■ WORK TO COMPLETE ■
The entries that follow need to be returned without any alteration.

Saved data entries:
//! Merkle batch commitments.
//!
//! A maker may sign one Merkle root covering up to 2^10 leaf orders instead
//! of signing each order individually. A leaf (the order's typed hash) is
//! authenticated by an inclusion proof against the signed root.
//!
//! Two details keep the signed digest unambiguous:
//! - Pair hashing is **sorted** (smaller node first), so proofs carry no
//!   left/right flags.
//! - The signed struct hash uses a **depth-specific type hash**; the leaf
//!   layer is padded to a power of two by duplicating the final leaf so
//!   every proof in one tree has the same length.

use std::sync::LazyLock;

use alloy_primitives::{B256, keccak256};
use openswap_types::{OpenswapError, Result, constants};

use crate::typed_hash::{MAKER_ORDER_TYPE, WordEncoder};

/// One inclusion proof supplied alongside a maker order.
#[derive(Debug, Clone)]
pub struct MerkleProofData {
    /// The maker-signed root.
    pub root: B256,
    /// Sibling hashes from leaf to root.
    pub proof: Vec<B256>,
}

/// Depth-indexed batch-order type hashes, precomputed for depths 1–10.
///
/// The type string nests one `[2]` per tree level, so a root of depth `d`
/// commits to exactly 2^d leaves and cannot be replayed at another depth.
static BATCH_ORDER_TYPEHASHES: LazyLock<[B256; constants::MAX_MERKLE_PROOF_DEPTH]> =
    LazyLock::new(|| {
        std::array::from_fn(|i| {
            let mut type_string = String::from("BatchOrder(Maker");
            for _ in 0..=i {
                type_string.push_str("[2]");
            }
            type_string.push_str(" tree)");
            type_string.push_str(MAKER_ORDER_TYPE);
            keccak256(type_string.as_bytes())
        })
    });

/// Struct hash of a signed batch-order commitment.
///
/// # Errors
/// Returns [`OpenswapError::MerkleProofTooLarge`] for depth 0 or any depth
/// above [`constants::MAX_MERKLE_PROOF_DEPTH`].
pub fn hash_batch_order(root: B256, depth: usize) -> Result<B256> {
    if depth == 0 || depth > constants::MAX_MERKLE_PROOF_DEPTH {
        return Err(OpenswapError::MerkleProofTooLarge(depth));
    }
    let mut enc = WordEncoder::new();
    enc.push_hash(BATCH_ORDER_TYPEHASHES[depth - 1]).push_hash(root);
    Ok(enc.finish())
}

/// Verify an inclusion proof linking `leaf` to `root`.
#[must_use]
pub fn verify_proof(leaf: B256, proof: &[B256], root: B256) -> bool {
    let mut node = leaf;
    for sibling in proof {
        node = hash_pair(node, *sibling);
    }
    node == root
}

/// Commutative pair hash: smaller node first.
fn hash_pair(a: B256, b: B256) -> B256 {
    let mut buf = [0u8; 64];
    if a <= b {
        buf[..32].copy_from_slice(a.as_slice());
        buf[32..].copy_from_slice(b.as_slice());
    } else {
        buf[..32].copy_from_slice(b.as_slice());
        buf[32..].copy_from_slice(a.as_slice());
    }
    keccak256(buf)
}

/// Builder for batch-order trees, used by makers (and tests) to derive the
/// root to sign and the per-leaf proofs to distribute.
#[derive(Debug)]
pub struct MerkleTree {
    levels: Vec<Vec<B256>>,
    leaf_count: usize,
}

impl MerkleTree {
    /// Build a tree over the given leaves.
    ///
    /// The leaf layer is padded to the next power of two by duplicating the
    /// final leaf, so all proofs share one depth.
    ///
    /// # Errors
    /// [`OpenswapError::MerkleTreeEmpty`] for zero leaves,
    /// [`OpenswapError::MerkleProofTooLarge`] for more than
    /// [`constants::MAX_BATCH_ORDERS`] leaves.
    pub fn new(leaves: Vec<B256>) -> Result<Self> {
        if leaves.is_empty() {
            return Err(OpenswapError::MerkleTreeEmpty);
        }
        if leaves.len() > constants::MAX_BATCH_ORDERS {
            return Err(OpenswapError::MerkleProofTooLarge(
                leaves.len().next_power_of_two().trailing_zeros() as usize,
            ));
        }

        let leaf_count = leaves.len();
        let padded = leaves.len().next_power_of_two().max(2);
        let mut layer = leaves;
        // Last leaf duplicated to fill the layer.
        let filler = layer[layer.len() - 1];
        layer.resize(padded, filler);

        let mut levels = vec![layer];
        while levels[levels.len() - 1].len() > 1 {
            let prev = &levels[levels.len() - 1];
            let next = prev
                .chunks_exact(2)
                .map(|pair| hash_pair(pair[0], pair[1]))
                .collect();
            levels.push(next);
        }
        Ok(Self { levels, leaf_count })
    }

    #[must_use]
    pub fn root(&self) -> B256 {
        self.levels[self.levels.len() - 1][0]
    }

    /// Proof length for every leaf of this tree.
    #[must_use]
    pub fn depth(&self) -> usize {
        self.levels.len() - 1
    }

    /// Number of real (unpadded) leaves.
    #[must_use]
    pub fn leaf_count(&self) -> usize {
        self.leaf_count
    }

    /// Inclusion proof for the leaf at `index`.
    ///
    /// # Errors
    /// Returns [`OpenswapError::MerkleProofInvalid`] when `index` is out of
    /// bounds.
    pub fn proof(&self, index: usize) -> Result<Vec<B256>> {
        if index >= self.leaf_count {
            return Err(OpenswapError::MerkleProofInvalid);
        }
        let mut proof = Vec::with_capacity(self.depth());
        let mut idx = index;
        for level in &self.levels[..self.levels.len() - 1] {
            proof.push(level[idx ^ 1]);
            idx /= 2;
        }
        Ok(proof)
    }
}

■ OUTPUT OF THE EXERCISE ■
//! Merkle batch commitments.
//!
//! A maker may sign one Merkle root covering up to 2^10 leaf orders instead
//! of signing each order individually. A leaf (the order's typed hash) is
//! authenticated by an inclusion proof against the signed root.
//!
//! Two details keep the signed digest unambiguous:
//! - Pair hashing is **sorted** (smaller node first), so proofs carry no
//!   left/right flags.
//! - The signed struct hash uses a **depth-specific type hash**; the leaf
//!   layer is padded to a power of two by duplicating the final leaf so
//!   every proof in one tree has the same length.

use std::sync::LazyLock;

use alloy_primitives::{B256, keccak256};
use openswap_types::{OpenswapError, Result, constants};

use crate::typed_hash::{MAKER_ORDER_TYPE, WordEncoder};

/// One inclusion proof supplied alongside a maker order.
#[derive(Debug, Clone)]
pub struct MerkleProofData {
    /// The maker-signed root.
    pub root: B256,
    /// Sibling hashes from leaf to root.
    pub proof: Vec<B256>,
}

/// Depth-indexed batch-order type hashes, precomputed for depths 1–10.
///
/// The type string nests one `[2]` per tree level, so a root of depth `d`
/// commits to exactly 2^d leaves and cannot be replayed at another depth.
static BATCH_ORDER_TYPEHASHES: LazyLock<[B256; constants::MAX_MERKLE_PROOF_DEPTH]> =
    LazyLock::new(|| {
        std::array::from_fn(|i| {
            let mut type_string = String::from("BatchOrder(Maker");
            for _ in 0..=i {
                type_string.push_str("[2]");
            }
            type_string.push_str(" tree)");
            type_string.push_str(MAKER_ORDER_TYPE);
            keccak256(type_string.as_bytes())
        })
    });

/// Struct hash of a signed batch-order commitment.
///
/// # Errors
/// Returns [`OpenswapError::MerkleProofTooLarge`] for depth 0 or any depth
/// above [`constants::MAX_MERKLE_PROOF_DEPTH`].
pub fn hash_batch_order(root: B256, depth: usize) -> Result<B256> {
    if depth == 0 || depth > constants::MAX_MERKLE_PROOF_DEPTH {
        return Err(OpenswapError::MerkleProofTooLarge(depth));
    }
    let mut enc = WordEncoder::new();
    enc.push_hash(BATCH_ORDER_TYPEHASHES[depth - 1]).push_hash(root);
    Ok(enc.finish())
}

/// Verify an inclusion proof linking `leaf` to `root`.
#[must_use]
pub fn verify_proof(leaf: B256, proof: &[B256], root: B256) -> bool {
    let mut node = leaf;
    for sibling in proof {
        node = hash_pair(node, *sibling);
    }
    node == root
}

/// Commutative pair hash: smaller node first.
fn hash_pair(a: B256, b: B256) -> B256 {
    let mut buf = [0u8; 64];
    if a <= b {
        buf[..32].copy_from_slice(a.as_slice());
        buf[32..].copy_from_slice(b.as_slice());
    } else {
        buf[..32].copy_from_slice(b.as_slice());
        buf[32..].copy_from_slice(a.as_slice());
    }
    keccak256(buf)
}

/// Builder for batch-order trees, used by makers (and tests) to derive the
/// root to sign and the per-leaf proofs to distribute.
#[derive(Debug)]
pub struct MerkleTree {
    levels: Vec<Vec<B256>>,
    leaf_count: usize,
}

impl MerkleTree {
    /// Build a tree over the given leaves.
    ///
    /// The leaf layer is padded to the next power of two by duplicating the
    /// final leaf, so all proofs share one depth.
    ///
    /// # Errors
    /// [`OpenswapError::MerkleTreeEmpty`] for zero leaves,
    /// [`OpenswapError::MerkleProofTooLarge`] for more than
    /// [`constants::MAX_BATCH_ORDERS`] leaves.
    pub fn new(leaves: Vec<B256>) -> Result<Self> {
        if leaves.is_empty() {
            return Err(OpenswapError::MerkleTreeEmpty);
        }
        if leaves.len() > constants::MAX_BATCH_ORDERS {
            return Err(OpenswapError::MerkleProofTooLarge(
                leaves.len().next_power_of_two().trailing_zeros() as usize,
            ));
        }

        let leaf_count = leaves.len();
        let padded = leaves.len().next_power_of_two().max(2);
        let mut layer = leaves;
        // Last leaf duplicated to fill the layer.
        let filler = layer[layer.len() - 1];
        layer.resize(padded, filler);

        let mut levels = vec![layer];
        while levels[levels.len() - 1].len() > 1 {
            let prev = &levels[levels.len() - 1];
            let next = prev
                .chunks_exact(2)
                .map(|pair| hash_pair(pair[0], pair[1]))
                .collect();
            levels.push(next);
        }
        Ok(Self { levels, leaf_count })
    }

    #[must_use]
    pub fn root(&self) -> B256 {
        self.levels[self.levels.len() - 1][0]
    }

    /// Proof length for every leaf of this tree.
    #[must_use]
    pub fn depth(&self) -> usize {
        self.levels.len() - 1
    }

    /// Number of real (unpadded) leaves.
    #[must_use]
    pub fn leaf_count(&self) -> usize {
        self.leaf_count
    }

    /// Inclusion proof for the leaf at `index`.
    ///
    /// # Errors
    /// Returns [`OpenswapError::MerkleProofInvalid`] when `index` is out of
    /// bounds.
    pub fn proof(&self, index: usize) -> Result<Vec<B256>> {
        if index >= self.leaf_count {
            return Err(OpenswapError::MerkleProofInvalid);
        }
        let mut proof = Vec::with_capacity(self.depth());
        let mut idx = index;
        for level in &self.levels[..self.levels.len() - 1] {
            proof.push(level[idx ^ 1]);
            idx /= 2;
        }
        Ok(proof)
    }
}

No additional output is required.